Induction of direct adducts, apurinic/apyrimidinic sites and oxidized bases in nuclear DNA of human HeLa S3 tumor cells by tetrachlorohydroquinone.

DNA damage induced by tetrachlorohydroquinone (Cl(4)HQ), the quinonoid metabolite of pentachlorophenol (PCP), was investigated in human HeLa S3 tumor cells. Formation of one major and two minor DNA adducts in cells treated with Cl(4)HQ (50-300 microM) was detected by (32)P-post-labeling assay and the adducts accumulated over the course of the experiment (0.5-2 h), with total adduct levels estimated to be 3-6 per 10(8) nucleotides. These adducts did not correspond to those derived from calf thymus DNA treated with tetrachloro-1,4-benzoquinone. Results from the apurinic/apyrimidinic (AP) sites assay indicated that the number of AP sites was 2-fold greater in cells exposed to Cl(4)HQ (300 microM) than the corresponding control. Further characterization of the AP sites confirmed that Cl(4)HQ induced predominantly (75%) putrescine-excisable AP sites in HeLa S3 cells. In parallel, the concentration of 8-hydroxy-2'-deoxyguanosine (8-HO-dG) in cells treated with Cl(4)HQ for 0.5 and 2 h was increased 2- and 5-fold, respectively, compared with the control. The extent of oxidative DNA damage induced by Cl(4)HQ was approximately two orders of magnitude greater than those of direct DNA adducts.
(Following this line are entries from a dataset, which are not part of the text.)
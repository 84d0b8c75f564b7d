use super::{
  definition::{JobDefinition, Permissions, StepDefinition, StepKind, StepPredicate, WorkflowDefinition},
  user_config::{UserJob, UserStep, UserTriggerFilter, UserTriggers, UserWorkflow},
};
use crate::{
  parse_duration, references, Actions, EventKind, Error, PermissionMode, Reference, Result,
  Trigger, DEFAULT_RUNS_ON,
};
use indexmap::{IndexMap, IndexSet};
use std::collections::HashSet;

const DEFAULT_WORKFLOW_NAME: &str = "workflow";

/// Turns a workflow document into a validated [`WorkflowDefinition`].
/// Every problem is reported as [`Error::DefinitionError`].
pub struct WorkflowParser {
  pub source: String,
  /// When set, `uses` must name a registered action
  pub actions: Option<Actions>,
}

impl WorkflowParser {
  pub fn new(source: impl Into<String>) -> Self {
    WorkflowParser {
      source: source.into(),
      actions: None,
    }
  }

  pub fn actions(mut self, actions: Actions) -> Self {
    self.actions = Some(actions);
    self
  }

  pub fn parse(self) -> Result<WorkflowDefinition> {
    let source_hash = WorkflowDefinition::source_hash(&self.source);
    let user_workflow = UserWorkflow::try_from(self.source.as_str())?;

    let triggers = parse_triggers(user_workflow.on)?;
    let permissions = parse_permissions(user_workflow.permissions.unwrap_or_default())?;

    let user_jobs = user_workflow.jobs.unwrap_or_default();
    if user_jobs.is_empty() {
      return Err(Error::definition_error(
        "Workflow must have at least one job",
      ));
    }

    let mut jobs = IndexMap::new();
    for (key, job) in user_jobs {
      let job = self.parse_job(&key, job)?;
      jobs.insert(key, job);
    }

    validate_needs(&jobs)?;

    Ok(WorkflowDefinition {
      name: user_workflow
        .name
        .unwrap_or_else(|| DEFAULT_WORKFLOW_NAME.to_string()),
      triggers,
      permissions,
      environments: user_workflow.env.unwrap_or_default(),
      jobs,
      source_hash,
    })
  }

  fn parse_job(&self, key: &str, job: UserJob) -> Result<JobDefinition> {
    let user_steps = job.steps.unwrap_or_default();
    if user_steps.is_empty() {
      return Err(Error::definition_error(format!(
        "Job `{}` must have at least one step",
        key
      )));
    }

    let timeout = job.timeout.as_deref().map(parse_duration).transpose()?;

    // Step ids declared so far, for output references
    let mut declared = HashSet::new();
    let mut steps = vec![];

    for (index, user_step) in user_steps.into_iter().enumerate() {
      let step = self.parse_step(key, index, user_step)?;

      for source in step.expression_sources() {
        for reference in references(source)? {
          if let Reference::StepOutput { step: step_id, .. } = &reference {
            if !declared.contains(step_id) {
              return Err(Error::definition_error(format!(
                "Step {} of job `{}` references `{}`, but no earlier step has id `{}`",
                index + 1,
                key,
                reference,
                step_id
              )));
            }
          }
        }
      }

      if let Some(id) = &step.id {
        if !declared.insert(id.clone()) {
          return Err(Error::definition_error(format!(
            "Duplicate step id `{}` in job `{}`",
            id, key
          )));
        }
      }

      steps.push(step);
    }

    Ok(JobDefinition {
      name: job.name,
      runs_on: job.runs_on.unwrap_or_else(|| DEFAULT_RUNS_ON.to_string()),
      needs: job.needs.map(|needs| needs.into_vec()).unwrap_or_default(),
      environments: job.env.unwrap_or_default(),
      timeout,
      steps,
    })
  }

  fn parse_step(&self, job_key: &str, index: usize, step: UserStep) -> Result<StepDefinition> {
    let position = || format!("Step {} of job `{}`", index + 1, job_key);

    if let Some(id) = &step.id {
      let valid = !id.is_empty()
        && id
          .chars()
          .all(|c| c.is_ascii_alphanumeric() || c == '_' || c == '-');
      if !valid {
        return Err(Error::definition_error(format!(
          "{} has an invalid id `{}`",
          position(),
          id
        )));
      }
    }

    let kind = match (step.run, step.uses) {
      (Some(run), None) => StepKind::Command { run },
      (None, Some(uses)) => {
        if let Some(actions) = &self.actions {
          if !actions.contains(&uses) {
            return Err(Error::definition_error(format!(
              "Unknown action `{}` in job `{}`",
              uses, job_key
            )));
          }
        }

        let mut with = IndexMap::new();
        for (name, value) in step.with.unwrap_or_default() {
          let value = scalar_to_string(&value).ok_or_else(|| {
            Error::definition_error(format!(
              "{} input `{}` must be a string, number or boolean",
              position(),
              name
            ))
          })?;
          with.insert(name, value);
        }

        StepKind::Action { uses, with }
      }
      _ => {
        return Err(Error::definition_error(format!(
          "{} must set exactly one of `run` or `uses`",
          position()
        )))
      }
    };

    let predicate = step
      .condition
      .as_deref()
      .map(StepPredicate::try_from)
      .transpose()?
      .unwrap_or_default();

    let timeout = step.timeout.as_deref().map(parse_duration).transpose()?;

    let mut definition = StepDefinition {
      id: step.id,
      name: step.name,
      kind,
      predicate,
      environments: step.env.unwrap_or_default(),
      secrets: step.secrets.unwrap_or_default(),
      timeout,
      continue_on_error: step.continue_on_error.unwrap_or(false),
    };

    // Secrets used in expressions are resolved up front like declared ones
    let mut secrets: IndexSet<String> = definition.secrets.drain(..).collect();
    for source in definition.expression_sources() {
      for reference in references(source)? {
        if let Reference::Secret(name) = reference {
          secrets.insert(name);
        }
      }
    }
    definition.secrets = secrets.into_iter().collect();

    Ok(definition)
  }
}

fn parse_triggers(on: Option<UserTriggers>) -> Result<Vec<Trigger>> {
  let filters: Vec<(String, Option<UserTriggerFilter>)> = match on {
    Some(UserTriggers::Event(event)) => vec![(event, None)],
    Some(UserTriggers::Events(events)) => events.into_iter().map(|event| (event, None)).collect(),
    Some(UserTriggers::Config(config)) => config.into_iter().collect(),
    None => vec![],
  };

  if filters.is_empty() {
    return Err(Error::definition_error(
      "Workflow must declare at least one trigger in `on`",
    ));
  }

  let mut triggers = vec![];
  for (event, filter) in filters {
    let kind = EventKind::try_from(event.as_str())
      .map_err(|_| Error::definition_error(format!("Unknown event `{}` in `on`", event)))?;

    let filter = filter.unwrap_or_default();
    if filter.paths.is_some() {
      return Err(Error::definition_error(format!(
        "Path filters are not supported (`on.{}.paths`)",
        kind
      )));
    }

    let trigger = Trigger {
      kind,
      branches: filter.branches,
    };
    trigger.validate()?;

    triggers.push(trigger);
  }

  Ok(triggers)
}

fn parse_permissions(permissions: IndexMap<String, String>) -> Result<Permissions> {
  permissions
    .into_iter()
    .map(|(scope, mode)| {
      let mode = PermissionMode::try_from(mode.as_str()).map_err(|_| {
        Error::definition_error(format!(
          "Unknown permission mode `{}` for `{}`. Use `read`, `write` or `none`.",
          mode, scope
        ))
      })?;

      Ok((scope, mode))
    })
    .collect()
}

/// Unknown `needs` and cycles. Kahn's algorithm in declaration order.
fn validate_needs(jobs: &IndexMap<String, JobDefinition>) -> Result<()> {
  for (key, job) in jobs {
    for need in &job.needs {
      if !jobs.contains_key(need) {
        return Err(Error::definition_error(format!(
          "Job `{}` needs job `{}`, but job `{}` is not defined",
          key, need, need
        )));
      }
    }
  }

  let mut resolved: HashSet<&str> = HashSet::new();
  loop {
    let ready: Vec<&str> = jobs
      .iter()
      .filter(|(key, job)| {
        !resolved.contains(key.as_str())
          && job
            .needs
            .iter()
            .all(|need| resolved.contains(need.as_str()))
      })
      .map(|(key, _)| key.as_str())
      .collect();

    if ready.is_empty() {
      break;
    }

    resolved.extend(ready);
  }

  if resolved.len() < jobs.len() {
    let cycle: Vec<String> = jobs
      .keys()
      .filter(|key| !resolved.contains(key.as_str()))
      .map(|key| format!("`{}`", key))
      .collect();

    return Err(Error::definition_error(format!(
      "Jobs {} form a dependency cycle",
      cycle.join(", ")
    )));
  }

  Ok(())
}

fn scalar_to_string(value: &serde_yaml::Value) -> Option<String> {
  match value {
    serde_yaml::Value::String(value) => Some(value.clone()),
    serde_yaml::Value::Number(value) => Some(value.to_string()),
    serde_yaml::Value::Bool(value) => Some(value.to_string()),
    serde_yaml::Value::Null => Some(String::new()),
    _ => None,
  }
}

#[cfg(test)]
mod tests {
  use super::*;
  use crate::{EnvironmentVariable, Event};
  use std::time::Duration;

  #[test]
  fn test_parse() {
    let yaml = r#"
name: CI
on:
  pull_request:
    branches: [main]
permissions:
  contents: read
  pull-requests: write
jobs:
  test:
    name: Test
    timeout: 1h
    steps:
      - uses: checkout
      - id: unit
        name: Unit tests
        timeout: 10m
        continue-on-error: true
        env:
          TEST_ENV: test
        run: cargo test
      - name: Report
        if: always()
        run: echo ${{ unit.exit_code }} ${{ secrets.SLACK_TOKEN }}
        secrets: [SLACK_TOKEN, SLACK_CHANNEL]
"#;

    let workflow = WorkflowParser::new(yaml).parse().unwrap();

    assert_eq!(workflow.name, "CI");
    assert_eq!(workflow.source_hash, WorkflowDefinition::source_hash(yaml));
    assert_eq!(
      workflow.triggers,
      vec![Trigger::new(EventKind::PullRequest).branches(vec!["main".to_string()])]
    );
    assert_eq!(
      workflow.permissions.get("pull-requests"),
      Some(&PermissionMode::Write)
    );

    let job = workflow.jobs.get("test").unwrap();
    assert_eq!(job.name.as_deref(), Some("Test"));
    assert_eq!(job.runs_on, "host");
    assert_eq!(job.timeout, Some(Duration::from_secs(3600)));
    assert_eq!(job.steps.len(), 3);

    let step = &job.steps[1];
    assert_eq!(step.id.as_deref(), Some("unit"));
    assert!(step.continue_on_error);
    assert_eq!(step.timeout, Some(Duration::from_secs(600)));
    assert_eq!(
      step.environments.get("TEST_ENV").unwrap(),
      &EnvironmentVariable::String("test".to_string())
    );
    assert_eq!(
      step.kind,
      StepKind::Command {
        run: "cargo test".to_string()
      }
    );

    let step = &job.steps[2];
    assert_eq!(step.predicate, StepPredicate::Always);
    assert_eq!(step.secrets, vec!["SLACK_TOKEN", "SLACK_CHANNEL"]);
  }

  #[test]
  fn test_secrets_from_expressions() {
    let yaml = r#"
on: push
jobs:
  deploy:
    steps:
      - uses: build-image
        with:
          token: ${{ secrets.REGISTRY_TOKEN }}
          retries: 3
"#;

    let workflow = WorkflowDefinition::parse(yaml).unwrap();
    let step = &workflow.jobs["deploy"].steps[0];

    assert_eq!(step.secrets, vec!["REGISTRY_TOKEN"]);
    let StepKind::Action { with, .. } = &step.kind else {
      panic!("Step should be an action");
    };
    assert_eq!(with.get("retries").unwrap(), "3");
    assert!(workflow.is_match(&Event::push("anything", "abc")));
  }

  fn parse_error(yaml: &str) -> Error {
    WorkflowParser::new(yaml).parse().unwrap_err()
  }

  #[test]
  fn test_missing_trigger() {
    assert_eq!(
      parse_error("jobs:\n  a:\n    steps:\n      - run: echo"),
      Error::definition_error("Workflow must declare at least one trigger in `on`")
    );
  }

  #[test]
  fn test_unknown_event() {
    assert_eq!(
      parse_error("on: release\njobs:\n  a:\n    steps:\n      - run: echo"),
      Error::definition_error("Unknown event `release` in `on`")
    );
  }

  #[test]
  fn test_path_filters_rejected() {
    let yaml = r#"
on:
  push:
    paths: ["src/**"]
jobs:
  a:
    steps:
      - run: echo
"#;

    assert_eq!(
      parse_error(yaml),
      Error::definition_error("Path filters are not supported (`on.push.paths`)")
    );
  }

  #[test]
  fn test_empty_jobs() {
    assert_eq!(
      parse_error("on: push\njobs:"),
      Error::definition_error("Workflow must have at least one job")
    );
  }

  #[test]
  fn test_empty_steps() {
    assert_eq!(
      parse_error("on: push\njobs:\n  job1:\n    name: Test Job\n    steps:"),
      Error::definition_error("Job `job1` must have at least one step")
    );
  }

  #[test]
  fn test_run_and_uses() {
    let yaml = r#"
on: push
jobs:
  a:
    steps:
      - run: echo
        uses: checkout
"#;

    assert_eq!(
      parse_error(yaml),
      Error::definition_error("Step 1 of job `a` must set exactly one of `run` or `uses`")
    );
  }

  #[test]
  fn test_job_need_not_exist() {
    let yaml = r#"
on: push
jobs:
  job1:
    needs: job2
    steps:
      - run: echo "Hello World"
"#;

    assert_eq!(
      parse_error(yaml),
      Error::definition_error("Job `job1` needs job `job2`, but job `job2` is not defined")
    );
  }

  #[test]
  fn test_dependency_cycle() {
    let yaml = r#"
on: push
jobs:
  lint:
    steps:
      - run: echo
  job1:
    needs: [lint, job2]
    steps:
      - run: echo
  job2:
    needs: [job1]
    steps:
      - run: echo
"#;

    assert_eq!(
      parse_error(yaml),
      Error::definition_error("Jobs `job1`, `job2` form a dependency cycle")
    );
  }

  #[test]
  fn test_forward_output_reference() {
    let yaml = r#"
on: push
jobs:
  build:
    steps:
      - run: docker push ${{ build.image_digest }}
      - id: build
        uses: build-image
"#;

    assert_eq!(
      parse_error(yaml),
      Error::definition_error(
        "Step 1 of job `build` references `build.image_digest`, but no earlier step has id `build`"
      )
    );
  }

  #[test]
  fn test_duplicate_step_id() {
    let yaml = r#"
on: push
jobs:
  a:
    steps:
      - id: same
        run: echo
      - id: same
        run: echo
"#;

    assert_eq!(
      parse_error(yaml),
      Error::definition_error("Duplicate step id `same` in job `a`")
    );
  }

  #[test]
  fn test_invalid_time_format() {
    let yaml = r#"
on: push
jobs:
  test:
    steps:
      - timeout: 1ss
        run: Hello World
"#;

    assert_eq!(
      parse_error(yaml),
      Error::definition_error("Invalid timeout format `1ss`. The format should be like `60m` or `1h`.")
    );
  }

  #[test]
  fn test_unknown_predicate() {
    let yaml = r#"
on: push
jobs:
  test:
    steps:
      - if: failure()
        run: echo
"#;

    assert!(parse_error(yaml).is_definition_error());
  }

  #[test]
  fn test_unknown_action() {
    let yaml = r#"
on: push
jobs:
  test:
    steps:
      - uses: not-exists-action
"#;

    // Without a registry any action name is accepted
    assert!(WorkflowParser::new(yaml).parse().is_ok());

    let err = WorkflowParser::new(yaml)
      .actions(Actions::new())
      .parse()
      .unwrap_err();

    assert_eq!(
      err,
      Error::definition_error("Unknown action `not-exists-action` in job `test`")
    );
  }

  #[test]
  fn test_invalid_permission() {
    let yaml = r#"
on: push
permissions:
  contents: admin
jobs:
  a:
    steps:
      - run: echo
"#;

    assert_eq!(
      parse_error(yaml),
      Error::definition_error(
        "Unknown permission mode `admin` for `contents`. Use `read`, `write` or `none`."
      )
    );
  }
}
Overall, it appears that reactive oxygen species mediate the parallel formation of AP sites and 8-HO-dG in HeLa S3 cells following treatment with Cl(4)HQ and that the contribution of depurination/depyrimidination of direct DNA adducts is relatively insignificant compared with the formation of oxidized AP sites. We conclude that putrescine-excisable AP sites represent a major type of ROS-mediated oxidative DNA damage in cellular DNA induced by Cl(4)HQ and may play a role in PCP-induced clastogenicity in mammalian cells.